Her father sniffed and proprietorially brushed some seaweed off the table and into his cupped hand. He then threw it over his shoulder.

‘So you actually work in Toy Town, do you, Squidge?’

‘Were you talking to me?’ Milena demanded.

‘I wasn’t talking to the seal.’

‘My name is Milena. Perhaps no one told you that.’

‘OK. Milly. You work at that place.’

‘The National Theatre of Southern Britain. Yes, I do.’

‘Could you tell my daughter please what the attitude of that place is towards GEs? For instance, are they ever going to let her sing there?’

Was that Rolfa’s ambition? Milena’s heart sank for her. Rolfa, Rolfa, you won’t get to sing at the Zoo by hiding in tunnels. Milena looked at her. Rolfa reached thoughtfully for her wine, eyes focused inwards.

Milena answered the father’s question. ‘They probably won’t, no,’ she said, softly.

‘Hey, Rolfa, we’re talking about you. Did you hear that? Rolfa!’ He slammed the table. Rolfa jumped, along with the glasses and the silverware. ‘Look at yourself, sometime, girl. They’re never going to let you sing, you’re covered in fur.’

Rolfa picked up her silver knife and fork and began to eat again, in silence.

‘Your daughter is a better singer than almost anyone at the National Theatre.’ Milena spoke warily. ‘She could also become a very fine composer.’ Milena looked at Rolfa’s face for any sign of surprise. The face remained a mask. ‘If she ever got any help or training or encouragement…’ Milena broke off. She’s had to do it all by herself, Milena thought. She’s had to do it all alone.

‘Is that true?’ Zoe asked, leaning forward.

Milena’s eyes seemed to swell like small balloons about to burst. She could only nod in answer.

‘Can you tell me why she’s such a fat slob?’ the father asked.

‘Because her father is,’ replied Milena. She felt like spitting at him.

He saw that and liked Milena for it. He laughed, showing his canine fangs. ‘Hell yes,’ he said, and belched.

‘What does she do all day?’ Zoe asked, concerned.

‘I’m sorry, I’m not prepared to talk about Rolfa as if she isn’t here.’

The father answered Zoe’s question. ‘She just hangs around. She thinks something’s going to happen. Some angel’s going to come down or something.’ He looked back at Milena. ‘She’s wasted enough time. And money. End of summer, she goes to the Antarctic’
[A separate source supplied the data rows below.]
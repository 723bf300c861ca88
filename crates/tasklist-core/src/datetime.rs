use std::sync::OnceLock;

use chrono::{
  DateTime,
  Local,
  NaiveDate,
  Utc
};
use chrono_tz::Tz;
use regex::Regex;

use crate::error::ValidationError;

pub const DUE_DATE_FORMAT: &str =
  "%Y-%m-%d";
pub const TIMEZONE_ENV_VAR: &str =
  "TASKLIST_TIMEZONE";

#[derive(Debug, Clone, Copy, Default)]
pub struct Calendar {
  zone: Option<Tz>
}

impl Calendar {
  pub fn local() -> Self {
    Self { zone: None }
  }

  pub fn in_zone(zone: Tz) -> Self {
    Self { zone: Some(zone) }
  }

  pub fn resolve(
    configured: Option<&str>
  ) -> Self {
    if let Ok(raw) =
      std::env::var(TIMEZONE_ENV_VAR)
      && let Some(tz) = parse_timezone(
        &raw,
        TIMEZONE_ENV_VAR
      )
    {
      return Self::in_zone(tz);
    }

    if let Some(raw) = configured
      && let Some(tz) =
        parse_timezone(raw, "config")
    {
      return Self::in_zone(tz);
    }

    Self::local()
  }

  #[must_use]
  pub fn date_of(
    &self,
    now: DateTime<Utc>
  ) -> NaiveDate {
    match self.zone {
      | Some(tz) => {
        now.with_timezone(&tz).date_naive()
      }
      | None => {
        now.with_timezone(&Local)
          .date_naive()
      }
    }
  }

  #[must_use]
  pub fn today(&self) -> NaiveDate {
    self.date_of(Utc::now())
  }
}

fn parse_timezone(
  raw: &str,
  source: &str
) -> Option<Tz> {
  let trimmed = raw.trim();
  if trimmed.is_empty() {
    tracing::warn!(
      source,
      "timezone source was empty"
    );
    return None;
  }

  match trimmed.parse::<Tz>() {
    | Ok(tz) => {
      tracing::info!(
        source,
        timezone = %trimmed,
        "configured timezone"
      );
      Some(tz)
    }
    | Err(err) => {
      tracing::error!(
        source,
        timezone = %trimmed,
        error = %err,
        "failed to parse timezone id"
      );
      None
    }
  }
}

fn due_date_shape() -> Option<&'static Regex>
{
  static SHAPE: OnceLock<Option<Regex>> =
    OnceLock::new();
  SHAPE
    .get_or_init(|| {
      Regex::new(r"^\d{4}-\d{2}-\d{2}$")
        .map_err(|err| {
          tracing::error!(
            error = %err,
            "due date pattern failed to compile"
          );
        })
        .ok()
    })
    .as_ref()
}

// Fixed width only: `2025-1-3` is rejected
// so string order matches date order.
#[tracing::instrument(level = "trace")]
pub fn parse_due_date(
  input: &str
) -> Result<NaiveDate, ValidationError> {
  let token = input.trim();
  if token.is_empty() {
    return Err(
      ValidationError::EmptyDueDate
    );
  }

  let shaped = due_date_shape()
    .is_some_and(|re| re.is_match(token));
  if !shaped {
    return Err(
      ValidationError::MalformedDueDate(
        token.to_string()
      )
    );
  }

  NaiveDate::parse_from_str(
    token,
    DUE_DATE_FORMAT
  )
  .map_err(|_| {
    ValidationError::MalformedDueDate(
      token.to_string()
    )
  })
}

pub fn ensure_not_past(
  due: NaiveDate,
  today: NaiveDate
) -> Result<(), ValidationError> {
  if due < today {
    Err(ValidationError::PastDueDate)
  } else {
    Ok(())
  }
}

#[must_use]
pub fn format_due_date(
  date: NaiveDate
) -> String {
  date.format(DUE_DATE_FORMAT).to_string()
}

pub mod due_date_serde {
  use chrono::NaiveDate;
  use serde::{
    Deserialize,
    Deserializer,
    Serializer
  };

  pub fn serialize<S>(
    date: &NaiveDate,
    serializer: S
  ) -> Result<S::Ok, S::Error>
  where
    S: Serializer
  {
    serializer.serialize_str(
      &super::format_due_date(*date)
    )
  }

  pub fn deserialize<'de, D>(
    deserializer: D
  ) -> Result<NaiveDate, D::Error>
  where
    D: Deserializer<'de>
  {
    let raw = String::deserialize(
      deserializer
    )?;
    super::parse_due_date(&raw)
      .map_err(serde::de::Error::custom)
  }
}

#[cfg(test)]
mod tests {
  use chrono::{
    NaiveDate,
    TimeZone,
    Utc
  };

  use super::{
    Calendar,
    due_date_shape,
    ensure_not_past,
    format_due_date,
    parse_due_date
  };
  use crate::error::ValidationError;

  fn date(
    y: i32,
    m: u32,
    d: u32
  ) -> NaiveDate {
    NaiveDate::from_ymd_opt(y, m, d)
      .expect("valid date")
  }

  #[test]
  fn parses_fixed_width_dates() {
    assert_eq!(
      parse_due_date(" 2025-01-03 "),
      Ok(date(2025, 1, 3))
    );
    assert_eq!(
      format_due_date(date(2025, 1, 3)),
      "2025-01-03"
    );
  }

  #[test]
  fn shape_check_is_anchored() {
    let shape = due_date_shape()
      .expect("due date pattern compiles");
    assert!(shape.is_match("2025-01-03"));
    assert!(!shape.is_match("x2025-01-03"));
    assert_eq!(
      parse_due_date("2025-01-03T00:00"),
      Err(
        ValidationError::MalformedDueDate(
          "2025-01-03T00:00".to_string()
        )
      )
    );
  }

  #[test]
  fn rejects_empty_and_short_forms() {
    assert_eq!(
      parse_due_date("   "),
      Err(ValidationError::EmptyDueDate)
    );
    assert!(matches!(
      parse_due_date("2025-1-3"),
      Err(
        ValidationError::MalformedDueDate(
          _
        )
      )
    ));
    assert!(matches!(
      parse_due_date("2025-02-30"),
      Err(
        ValidationError::MalformedDueDate(
          _
        )
      )
    ));
  }

  #[test]
  fn today_is_not_past() {
    let today = date(2026, 2, 17);
    assert!(
      ensure_not_past(today, today).is_ok()
    );
    assert_eq!(
      ensure_not_past(
        date(2026, 2, 16),
        today
      ),
      Err(ValidationError::PastDueDate)
    );
  }

  #[test]
  fn zoned_calendar_uses_zone_date() {
    let now = Utc
      .with_ymd_and_hms(
        2026, 2, 17, 3, 0, 0
      )
      .single()
      .expect("valid now");
    let calendar = Calendar::in_zone(
      chrono_tz::America::Mexico_City
    );
    assert_eq!(
      calendar.date_of(now),
      date(2026, 2, 16)
    );
  }
}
‘Antarctic? You mean the South Pole?’ Milena was rendered stupid by shock. ‘Why?’

‘Because,’ the father said, his voice going wheedling and sarcastic. ‘That is where we make our money.’

Milena found that she was smiling, smiling with the absurdity of it and with anger. ‘What is Rolfa going to do in the Antarctic?’

‘Work for a change,’ said her father. ‘We’re not like you people. We owe each other things. With us a woman does the same job as a man or we kick her butt until she does. She’s going to Antarctica before the New Year…’ The father began to chuckle, ‘or I tear her head off.’

‘I think that’s the worst thing I’ve ever heard,’ said Milena.

‘You’re a Squidge,’ said the father with a shrug. ‘Your mind’s infected. It’s full of germ’s. Nobody infects our minds. Nobody tells us what to do. So. You call us — what — "an intelligent related species". Personally, I think we’re the last human beings left, but that’s OK, because if we aren’t defined as human beings, then we don’t have to obey your crazy laws. We don’t have to have our heads pumped full of disease, we all live to a decent age, and we do what the hell we want when the hell we want to do it. And you know what, Squidge? You people find that very useful. You find it very useful to have people who aren’t part of your little exercise in mind control.’

Milena felt the icy breath of the truth.

The father unclipped a column of adding machine paper from himself and examined it. ‘So,’ he said, slightly distracted. ‘What we’re talking about here is legal definitions. My daughter over there is saying, I want to make bee-ooo-ti-ful music’ His voice was full of scorn. ‘She hangs around with Squidges, she wants to be a Squidge. She gets herself defined as a Squidge, it could mess up our whole little system. You think we’re going to let her do that?’